A month into the introduction of the European Union’s General Data Protection Regulation, the much-expected chain reaction has begun, with the state of California passing its own strict set of rules.

The California Consumer Privacy ActOpens a new window approved last week gives individuals far-reaching powers over their personal data. Consumers will have the right to find out what data technology companies including Facebook and Google are collecting about them, with whom the companies are sharing the data and what they plan to do with it.

They will be able to stop companies from selling their data, though businesses are allowed to “share” data with their partners. Companies will also be able to charge higher prices to consumers who opt out of data selling.

The Dawn of Policy Standardization?

Significantly, the legislation gives California’s attorney general the power to fine companies that fail to comply. While it applies only to dealings in California, the rules are widely expected to become a default for privacy across the US as companies standardize their policies, rather than adapt to each state’s different requirements. This ripple effect is similar to that of the GDPR, which is rapidly becoming the blueprint for privacy standards for multinational businesses.

While the California act is less stringent than the GDPR, it is tougher than any existing rules in the US. However, they are not scheduled to come into effect until 2020, giving politicians two years to debate, change and possibly water them down.

Legislators hurried the bill through to avoid a ballot initiative on data protection, which could have led to even more draconian privacy measures. The call for a ballot on toughening up the state’s data rules followed the recent scandal involving political consultancy firm Cambridge Analytica, which collected personally-identifiable data about tens of millions of Facebook users without their knowledge. As a result, consumers are increasingly suspicious about how tech giants collect and use their data and are fearful of their data being manipulated by unknown third parties.

A New Global Benchmark

The tech giants are facing a double-pronged attack on their ability to monetize data. The GDPR has led countries across the globe to re-examine their own data laws and attempt to bring them more into line with European rules. Any business that targets EU consumers must comply with the law, regardless of where it is based. The need to comply with EU trade rules effectively makes the GDPR the benchmark for global corporations and obliges much of the world to follow suit.

Other countries are ready to change their own privacy laws to ensure their companies can demonstrate the “data adequacy” required to work with European businesses. This will permit them to process European data through local server farms, call centers and tracking technology, which can provide a considerable boost to the national economy. Countries including Japan, Singapore and South Africa are undertaking revision of their data legislation to make it GDPR-compatible.

The Autumn of Data Harvesting

However, the US has tended to take its own approach to data legislation. Privacy is not a feature of the US Constitution, and is not deemed a fundamental right. There are specific federal laws for different sectors such as the Children’s Online Protection Act and Health Insurance Portability and Accountability Act, but each state makes its own legislation and has its own definition of a data breach.

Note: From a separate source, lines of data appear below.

//! Test doubles for driving the pipeline without external tools.

use std::fs;
use std::path::{Path, PathBuf};
use std::time::Duration;

use parking_lot::Mutex;

use crate::cancel::CancelHandle;
use crate::cuesheet::CuesheetTrack;
use crate::models::{AlbumInfo, EncodeProfile, TrackJob, TrackTags};
use crate::naming::{album_dir, track_file_name};
use crate::orchestrator::{StatusEvent, StatusSink, TrackState};
use crate::tagging::{TagError, TagWriter};
use crate::tools::{ToolCommand, ToolError, ToolOutput, ToolRunner};

/// ffprobe JSON for a 5 minute 44.1 kHz / 16 bit FLAC image.
pub(crate) const PROBE_JSON: &str = r#"{
    "streams": [
        {
            "codec_name": "flac",
            "sample_rate": "44100",
            "channels": 2,
            "bits_per_raw_sample": "16",
            "duration": "300.000000"
        }
    ],
    "format": {
        "format_name": "flac",
        "duration": "300.000000"
    }
}"#;

const RSGAIN_HEADER: &str =
    "Filename\tLoudness (LUFS)\tGain (dB)\tPeak\t Peak (dB)\tPeak Type\tClipping Adjustment?";

/// Fake [`ToolRunner`] that imitates ffmpeg, ffprobe and rsgain.
///
/// ffmpeg writes a small file at the destination; everything else returns
/// canned output. Every command is recorded.
pub(crate) struct FakeRunner {
    calls: Mutex<Vec<ToolCommand>>,
    fail_extract: Vec<PathBuf>,
    fail_all_extracts: bool,
    cancel_extract: Option<PathBuf>,
    cancel_gain: Option<PathBuf>,
    fail_album_gain: bool,
    fail_programs: Vec<String>,
    probe_output: String,
}

impl FakeRunner {
    pub fn new() -> Self {
        Self {
            calls: Mutex::new(Vec::new()),
            fail_extract: Vec::new(),
            fail_all_extracts: false,
            cancel_extract: None,
            cancel_gain: None,
            fail_album_gain: false,
            fail_programs: Vec::new(),
            probe_output: PROBE_JSON.to_string(),
        }
    }

    /// ffmpeg exits 1 when writing `destination`.
    pub fn fail_extract_of(mut self, destination: &Path) -> Self {
        self.fail_extract.push(destination.to_path_buf());
        self
    }

    pub fn fail_all_extracts(mut self) -> Self {
        self.fail_all_extracts = true;
        self
    }

    /// Fire the cancel handle while extracting `destination`, as if the user
    /// pressed stop mid-encode.
    pub fn cancel_during_extract_of(mut self, destination: &Path) -> Self {
        self.cancel_extract = Some(destination.to_path_buf());
        self
    }

    /// Fire the cancel handle while scanning `destination`, after it was
    /// encoded and tagged.
    pub fn cancel_during_gain_of(mut self, destination: &Path) -> Self {
        self.cancel_gain = Some(destination.to_path_buf());
        self
    }

    pub fn fail_album_gain(mut self) -> Self {
        self.fail_album_gain = true;
        self
    }

    /// Any command whose program is `program` exits 1.
    pub fn fail_program(mut self, program: &str) -> Self {
        self.fail_programs.push(program.to_string());
        self
    }

    pub fn with_probe_output(mut self, output: &str) -> Self {
        self.probe_output = output.to_string();
        self
    }

    pub fn calls(&self) -> Vec<ToolCommand> {
        self.calls.lock().clone()
    }

    /// Number of recorded commands for a tool name.
    pub fn calls_to(&self, tool: &str) -> usize {
        self.calls.lock().iter().filter(|c| c.tool_name() == tool).count()
    }

    fn ffmpeg(&self, command: &ToolCommand, cancel: &CancelHandle) -> Result<ToolOutput, ToolError> {
        let dest = command
            .args
            .last()
            .map(PathBuf::from)
            .unwrap_or_default();

        if self.cancel_extract.as_ref() == Some(&dest) {
            cancel.cancel();
            return Err(ToolError::Cancelled {
                program: command.program.clone(),
            });
        }

        if self.fail_all_extracts || self.fail_extract.contains(&dest) {
            // ffmpeg leaves a truncated file behind on failure
            let _ = fs::write(&dest, b"");
            return Ok(output(1, "Invalid data found when processing input"));
        }

        fs::write(&dest, b"encoded audio").map_err(|source| ToolError::Spawn {
            program: command.program.clone(),
            source,
        })?;
        Ok(output(0, ""))
    }

    fn rsgain(&self, command: &ToolCommand, cancel: &CancelHandle) -> Result<ToolOutput, ToolError> {
        let album = command.has_arg("-a");
        if album && self.fail_album_gain {
            return Ok(output(1, "Error: unsupported file type"));
        }
        if let Some(target) = &self.cancel_gain {
            if command.args.iter().any(|arg| Path::new(arg) == target.as_path()) {
                cancel.cancel();
                return Err(ToolError::Cancelled {
                    program: command.program.clone(),
                });
            }
        }

        let mut report = vec![RSGAIN_HEADER.to_string()];
        let files = command
            .args
            .iter()
            .map(Path::new)
            .filter(|p| p.extension().is_some());
        for file in files {
            let name = file
                .file_name()
                .map(|n| n.to_string_lossy().to_string())
                .unwrap_or_default();
            report.push(format!("{}\t-9.50\t-8.50\t0.977000\t-0.20\tSample\tN", name));
        }
        if album {
            report.push("Album\t-9.10\t-8.90\t0.990000\t-0.09\tSample\tN".to_string());
        }
        Ok(output(0, &report.join("\n")))
    }
}

impl ToolRunner for FakeRunner {
    fn invoke(&self, command: &ToolCommand, cancel: &CancelHandle) -> Result<ToolOutput, ToolError> {
        self.calls.lock().push(command.clone());

        if cancel.is_cancelled() {
            return Err(ToolError::Cancelled {
                program: command.program.clone(),
            });
        }
        if self.fail_programs.iter().any(|p| p == &command.program) {
            return Ok(output(1, "command failed"));
        }

        match command.tool_name() {
            "ffmpeg" => self.ffmpeg(command, cancel),
            "ffprobe" => Ok(output(0, &self.probe_output)),
            "rsgain" => self.rsgain(command, cancel),
            _ => Ok(output(0, "ok")),
        }
    }
}

fn output(exit_code: i32, text: &str) -> ToolOutput {
    ToolOutput {
        exit_code,
        output: text.to_string(),
        duration: Duration::from_millis(5),
    }
}

/// Fake [`TagWriter`] that records what would have been written.
#[derive(Default)]
pub(crate) struct FakeTagWriter {
    tagged: Mutex<Vec<(PathBuf, TrackTags)>>,
    covers: Mutex<Vec<Option<PathBuf>>>,
    fail_on: Option<PathBuf>,
}

impl FakeTagWriter {
    pub fn failing_on(path: &Path) -> Self {
        Self {
            fail_on: Some(path.to_path_buf()),
            ..Self::default()
        }
    }

    pub fn tagged(&self) -> Vec<(PathBuf, TrackTags)> {
        self.tagged.lock().clone()
    }

    pub fn covers(&self) -> Vec<Option<PathBuf>> {
        self.covers.lock().clone()
    }
}

impl TagWriter for FakeTagWriter {
    fn write_tags(&self, path: &Path, tags: &TrackTags, cover: Option<&Path>) -> Result<(), TagError> {
        if self.fail_on.as_deref() == Some(path) {
            return Err(TagError::Cover {
                path: path.to_path_buf(),
                source: std::io::Error::new(std::io::ErrorKind::InvalidData, "unsupported file"),
            });
        }
        self.tagged.lock().push((path.to_path_buf(), tags.clone()));
        self.covers.lock().push(cover.map(Path::to_path_buf));
        Ok(())
    }
}

/// Status sink that keeps every event.
#[derive(Default)]
pub(crate) struct RecordingSink {
    events: Mutex<Vec<StatusEvent>>,
}

impl RecordingSink {
    pub fn events(&self) -> Vec<StatusEvent> {
        self.events.lock().clone()
    }

    /// States reported for one track, in arrival order.
    pub fn states_for(&self, index: u32) -> Vec<TrackState> {
        self.events
            .lock()
            .iter()
            .filter(|e| e.index == index)
            .map(|e| e.state.clone())
            .collect()
    }
}

impl StatusSink for RecordingSink {
    fn notify(&self, event: StatusEvent) {
        self.events.lock().push(event);
    }
}

/// Cuesheet text with `tracks` one-minute tracks.
pub(crate) fn sample_cuesheet(tracks: u32) -> String {
    let mut text = String::from(
        "REM GENRE Rock\nREM DATE 1997\nPERFORMER \"Radiohead\"\nTITLE \"OK Computer\"\nFILE \"album.flac\" WAVE\n",
    );
    for n in 1..=tracks {
        text.push_str(&format!(
            "  TRACK {:02} AUDIO\n    TITLE \"Song {}\"\n    INDEX 01 {:02}:00:00\n",
            n,
            n,
            n - 1
        ));
    }
    text
}

/// `count` Ogg jobs cut from `<root>/source/album.flac` into `<root>/out`.
///
/// Creates the source file; destination directories are left to the pipeline.
pub(crate) fn sample_jobs(root: &Path, count: u32) -> Vec<TrackJob> {
    let source_dir = root.join("source");
    fs::create_dir_all(&source_dir).unwrap();
    let source = source_dir.join("album.flac");
    fs::write(&source, b"fLaC").unwrap();

    let album = AlbumInfo {
        performer: "Radiohead".to_string(),
        title: "OK Computer".to_string(),
        genre: Some("Rock".to_string()),
        date: Some("1997".to_string()),
    };
    let profile = EncodeProfile::default();
    let dir = album_dir(&root.join("out"), &album.performer, &album.title);

    (1..=count)
        .map(|index| {
            let title = format!("Song {}", index);
            let start = Duration::from_secs(u64::from(index - 1) * 60);
            let end = (index < count).then(|| Duration::from_secs(u64::from(index) * 60));
            TrackJob {
                destination_path: dir.join(track_file_name(index, &title, profile.format)),
                track: CuesheetTrack {
                    index,
                    number: index,
                    title,
                    performer: album.performer.clone(),
                    start,
                    end,
                },
                album: album.clone(),
                source_path: source.clone(),
                profile,
                track_total: count,
                resample_to: None,
            }
        })
        .collect()
}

The US negotiated a deal with the EU in 2000 to facilitate data processing known as Safe Harbor principles, replaced in 2015 with the Privacy Shield framework, following the leak by Edward Snowden of documents revealing that the National Security Agency was collecting private data.

California’s legislation is a significant development in the state which is home to Silicon Valley and global tech giants including Google, Facebook and Uber that are among the world’s biggest harvesters of data. The new law represents a further restriction on the easy access to personal data enjoyed until recently by the technology industry, and that arguably has contributed to its rapid growth.

The act appears to signal an end to the initial, unregulated phase of the data economy. Europe’s GDPR has set the ball rolling and is likely to become a de facto standard for privacy across the world. For data-driven companies, doing business will become a little bit tougher from now on.